- TASK DETAILS -
Within the listing below, the lines to output run from the one containing "pub fn call(&self, args: &[Value])" through the one containing "list of values"; copy them exactly and nothing else.

** DATA EXTRACTS follows **

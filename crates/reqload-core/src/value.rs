// This Source Code Form is subject to the terms of the Mozilla Public
// License, v. 2.0. If a copy of the MPL was not distributed with this
// file, You can obtain one at https://mozilla.org/MPL/2.0/.
//
// Copyright (c) 2025 Pegasus Heavy Industries, LLC

//! Export values and the shared exports handle

use crate::error::{Error, Result};
use indexmap::IndexMap;
use std::any::Any;
use std::cell::RefCell;
use std::fmt;
use std::rc::Rc;

/// Signature of a native function stored in an exports object
pub type NativeFn = dyn Fn(&[Value]) -> Result<Value>;

/// A function value exported by a module.
///
/// Clones share the same underlying closure, so identity survives copying
/// the value out of an exports object.
#[derive(Clone)]
pub struct Function {
    name: Rc<str>,
    func: Rc<NativeFn>,
}

impl Function {
    /// Wrap a closure as a named function value
    pub fn new<F>(name: &str, func: F) -> Self
    where
        F: Fn(&[Value]) -> Result<Value> + 'static,
    {
        Self {
            name: Rc::from(name),
            func: Rc::new(func),
        }
    }

    /// The name the function was created with
    pub fn name(&self) -> &str {
        &self.name
    }

    /// Invoke the function
    pub fn call(&self, args: &[Value]) -> Result<Value> {
        (self.func)(args)
    }

    /// Returns true if both values wrap the same closure
    pub fn ptr_eq(&self, other: &Function) -> bool {
        Rc::ptr_eq(&self.func, &other.func)
    }
}

impl fmt::Debug for Function {
    fn fmt(&self, f: &mut fmt::Formatter<'_>) -> fmt::Result {
        write!(f, "[Function: {}]", self.name)
    }
}

/// A value stored in a module's exports.
#[derive(Clone, Default)]
pub enum Value {
    /// undefined
    #[default]
    Undefined,
    /// null
    Null,
    /// Boolean value
    Bool(bool),
    /// Number (IEEE 754 double)
    Number(f64),
    /// String
    String(String),
    /// Ordered list of values
    Array(Vec<Value>),
    /// Native function
    Function(Function),
    /// Another exports handle, typically a required module
    Object(Exports),
    /// Host data the engine does not interpret
    Opaque(Rc<dyn Any>),
}

impl Value {
    /// Wrap a closure as a function value
    pub fn function<F>(name: &str, func: F) -> Self
    where
        F: Fn(&[Value]) -> Result<Value> + 'static,
    {
        Value::Function(Function::new(name, func))
    }

    /// Wrap arbitrary host data
    pub fn opaque<T: Any>(value: T) -> Self {
        Value::Opaque(Rc::new(value))
    }

    /// Returns true if this value is undefined.
    pub fn is_undefined(&self) -> bool {
        matches!(self, Value::Undefined)
    }

    /// Returns true if this value is a function.
    pub fn is_function(&self) -> bool {
        matches!(self, Value::Function(_))
    }

    /// Number payload, if any
    pub fn as_number(&self) -> Option<f64> {
        match self {
            Value::Number(n) => Some(*n),
            _ => None,
        }
    }

    /// String payload, if any
    pub fn as_str(&self) -> Option<&str> {
        match self {
            Value::String(s) => Some(s),
            _ => None,
        }
    }

    /// Boolean payload, if any
    pub fn as_bool(&self) -> Option<bool> {
        match self {
            Value::Bool(b) => Some(*b),
            _ => None,
        }
    }

    /// Function payload, if any
    pub fn as_function(&self) -> Option<&Function> {
        match self {
            Value::Function(func) => Some(func),
            _ => None,
        }
    }

    /// Exports payload, if any
    pub fn as_object(&self) -> Option<&Exports> {
        match self {
            Value::Object(exports) => Some(exports),
            _ => None,
        }
    }

    /// Downcast opaque host data
    pub fn downcast_ref<T: Any>(&self) -> Option<&T> {
        match self {
            Value::Opaque(data) => data.downcast_ref::<T>(),
            _ => None,
        }
    }

    /// Returns the type of this value as a string.
    pub fn type_of(&self) -> &'static str {
        match self {
            Value::Undefined => "undefined",
            Value::Null | Value::Array(_) | Value::Object(_) | Value::Opaque(_) => "object",
            Value::Bool(_) => "boolean",
            Value::Number(_) => "number",
            Value::String(_) => "string",
            Value::Function(_) => "function",
        }
    }
}

impl PartialEq for Value {
    fn eq(&self, other: &Self) -> bool {
        match (self, other) {
            (Value::Undefined, Value::Undefined) => true,
            (Value::Null, Value::Null) => true,
            (Value::Bool(a), Value::Bool(b)) => a == b,
            (Value::Number(a), Value::Number(b)) => a == b,
            (Value::String(a), Value::String(b)) => a == b,
            (Value::Array(a), Value::Array(b)) => a == b,
            (Value::Function(a), Value::Function(b)) => a.ptr_eq(b),
            (Value::Object(a), Value::Object(b)) => a.ptr_eq(b),
            (Value::Opaque(a), Value::Opaque(b)) => Rc::ptr_eq(a, b),
            _ => false,
        }
    }
}

impl fmt::Debug for Value {
    fn fmt(&self, f: &mut fmt::Formatter<'_>) -> fmt::Result {
        match self {
            Value::String(s) => write!(f, "{:?}", s),
            Value::Array(items) => f.debug_list().entries(items).finish(),
            other => write!(f, "{}", other),
        }
    }
}

impl fmt::Display for Value {
    fn fmt(&self, f: &mut fmt::Formatter<'_>) -> fmt::Result {
        match self {
            Value::Undefined => write!(f, "undefined"),
            Value::Null => write!(f, "null"),
            Value::Bool(b) => write!(f, "{}", b),
            Value::Number(n) => write!(f, "{}", n),
            Value::String(s) => write!(f, "{}", s),
            Value::Array(items) => {
                write!(f, "[")?;
                for (i, item) in items.iter().enumerate() {
                    if i > 0 {
                        write!(f, ", ")?;
                    }
                    write!(f, "{:?}", item)?;
                }
                write!(f, "]")
            }
            Value::Function(func) => write!(f, "[Function: {}]", func.name()),
            Value::Object(exports) => write!(f, "[Module: {} keys]", exports.len()),
            Value::Opaque(_) => write!(f, "[Opaque]"),
        }
    }
}

impl From<bool> for Value {
    fn from(b: bool) -> Self {
        Value::Bool(b)
    }
}

impl From<f64> for Value {
    fn from(n: f64) -> Self {
        Value::Number(n)
    }
}

impl From<i64> for Value {
    fn from(n: i64) -> Self {
        Value::Number(n as f64)
    }
}

impl From<&str> for Value {
    fn from(s: &str) -> Self {
        Value::String(s.to_string())
    }
}

impl From<String> for Value {
    fn from(s: String) -> Self {
        Value::String(s)
    }
}

impl From<Exports> for Value {
    fn from(exports: Exports) -> Self {
        Value::Object(exports)
    }
}

impl From<Function> for Value {
    fn from(func: Function) -> Self {
        Value::Function(func)
    }
}

/// The mutable object a module factory populates.
///
/// Cloning the handle does not copy the members: every clone refers to the
/// same storage, which is what lets a module observe another module's
/// exports while that module is still executing.
#[derive(Clone, Default)]
pub struct Exports {
    members: Rc<RefCell<IndexMap<String, Value>>>,
}

impl Exports {
    /// Create a fresh, empty exports object
    pub fn new() -> Self {
        Self::default()
    }

    /// Set a member, returning the previous value
    pub fn set(&self, key: impl Into<String>, value: impl Into<Value>) -> Option<Value> {
        self.members.borrow_mut().insert(key.into(), value.into())
    }

    /// Get a member by name
    pub fn get(&self, key: &str) -> Option<Value> {
        self.members.borrow().get(key).cloned()
    }

    /// Check if a member exists
    pub fn contains(&self, key: &str) -> bool {
        self.members.borrow().contains_key(key)
    }

    /// Remove a member
    pub fn remove(&self, key: &str) -> Option<Value> {
        self.members.borrow_mut().shift_remove(key)
    }

    /// Remove every member, keeping this handle's identity
    pub fn clear(&self) {
        // Members are dropped after the borrow is released
        let members = std::mem::take(&mut *self.members.borrow_mut());
        drop(members);
    }

    /// Member names in insertion order
    pub fn keys(&self) -> Vec<String> {
        self.members.borrow().keys().cloned().collect()
    }

    /// Snapshot of all members in insertion order
    pub fn entries(&self) -> Vec<(String, Value)> {
        self.members
            .borrow()
            .iter()
            .map(|(k, v)| (k.clone(), v.clone()))
            .collect()
    }

    /// Number of members
    pub fn len(&self) -> usize {
        self.members.borrow().len()
    }

    /// Check if no members have been set
    pub fn is_empty(&self) -> bool {
        self.members.borrow().is_empty()
    }

    /// Call an exported function by name.
    ///
    /// The member is cloned out before the call, so the function may itself
    /// read or write this exports object.
    pub fn call(&self, key: &str, args: &[Value]) -> Result<Value> {
        match self.get(key) {
            Some(Value::Function(func)) => func.call(args),
            Some(other) => Err(Error::type_error(format!(
                "{} is not a function (got {})",
                key,
                other.type_of()
            ))),
            None => Err(Error::type_error(format!("{} is not a function", key))),
        }
    }

    /// Returns true if both handles refer to the same exports object
    pub fn ptr_eq(&self, other: &Exports) -> bool {
        Rc::ptr_eq(&self.members, &other.members)
    }
}

impl fmt::Debug for Exports {
    fn fmt(&self, f: &mut fmt::Formatter<'_>) -> fmt::Result {
        // Members may contain this object again through a cycle, so only keys are shown
        f.debug_struct("Exports").field("keys", &self.keys()).finish()
    }
}

#[cfg(test)]
mod tests {
    use super::*;

    #[test]
    fn test_clones_share_members() {
        let a = Exports::new();
        let b = a.clone();
        b.set("x", 1i64);
        assert_eq!(a.get("x"), Some(Value::Number(1.0)));
        assert!(a.ptr_eq(&b));
        assert!(!a.ptr_eq(&Exports::new()));
    }

    #[test]
    fn test_keys_keep_insertion_order() {
        let exports = Exports::new();
        exports.set("z", true);
        exports.set("a", "first");
        exports.set("m", Value::Null);
        assert_eq!(exports.keys(), vec!["z", "a", "m"]);
        exports.remove("a");
        assert_eq!(exports.keys(), vec!["z", "m"]);
    }

    #[test]
    fn test_clear_keeps_identity() {
        let exports = Exports::new();
        let held = exports.clone();
        exports.set("x", 1i64);
        exports.clear();
        assert!(held.is_empty());
        held.set("y", true);
        assert!(exports.ptr_eq(&held));
        assert_eq!(exports.keys(), vec!["y"]);
    }

    #[test]
    fn test_call_function_member() {
        let exports = Exports::new();
        exports.set(
            "add",
            Value::function("add", |args| {
                let a = args.first().and_then(Value::as_number).unwrap_or(0.0);
                let b = args.get(1).and_then(Value::as_number).unwrap_or(0.0);
                Ok(Value::Number(a + b))
            }),
        );
        let sum = exports
            .call("add", &[Value::from(2i64), Value::from(3i64)])
            .unwrap();
        assert_eq!(sum, Value::Number(5.0));
    }

    #[test]
    fn test_call_non_function_is_type_error() {
        let exports = Exports::new();
        exports.set("name", "math");
        assert!(matches!(exports.call("name", &[]), Err(Error::TypeError(_))));
        assert!(matches!(exports.call("missing", &[]), Err(Error::TypeError(_))));
    }

    #[test]
    fn test_function_identity_survives_clone() {
        let f = Function::new("f", |_| Ok(Value::Undefined));
        let v1 = Value::Function(f.clone());
        let v2 = Value::Function(f);
        assert_eq!(v1, v2);
        let other = Value::function("f", |_| Ok(Value::Undefined));
        assert_ne!(v1, other);
    }

    #[test]
    fn test_display() {
        assert_eq!(Value::Undefined.to_string(), "undefined");
        assert_eq!(Value::from(2.5).to_string(), "2.5");
        assert_eq!(Value::from("hi").to_string(), "hi");
        assert_eq!(
            Value::Array(vec![Value::from(1i64), Value::from("a")]).to_string(),
            "[1, \"a\"]"
        );
        assert_eq!(
            Value::function("add", |_| Ok(Value::Null)).to_string(),
            "[Function: add]"
        );
    }

    #[test]
    fn test_opaque_downcast() {
        let v = Value::opaque(42u32);
        assert_eq!(v.downcast_ref::<u32>(), Some(&42));
        assert_eq!(v.downcast_ref::<String>(), None);
        assert_eq!(v.type_of(), "object");
    }
}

** End of DATA EXTRACTS **

- RESULT FOR THIS EXERCISE -
    pub fn call(&self, args: &[Value]) -> Result<Value> {
        (self.func)(args)
    }

    /// Returns true if both values wrap the same closure
    pub fn ptr_eq(&self, other: &Function) -> bool {
        Rc::ptr_eq(&self.func, &other.func)
    }
}

impl fmt::Debug for Function {
    fn fmt(&self, f: &mut fmt::Formatter<'_>) -> fmt::Result {
        write!(f, "[Function: {}]", self.name)
    }
}

/// A value stored in a module's exports.
#[derive(Clone, Default)]
pub enum Value {
    /// undefined
    #[default]
    Undefined,
    /// null
    Null,
    /// Boolean value
    Bool(bool),
    /// Number (IEEE 754 double)
    Number(f64),
    /// String
    String(String),
    /// Ordered list of values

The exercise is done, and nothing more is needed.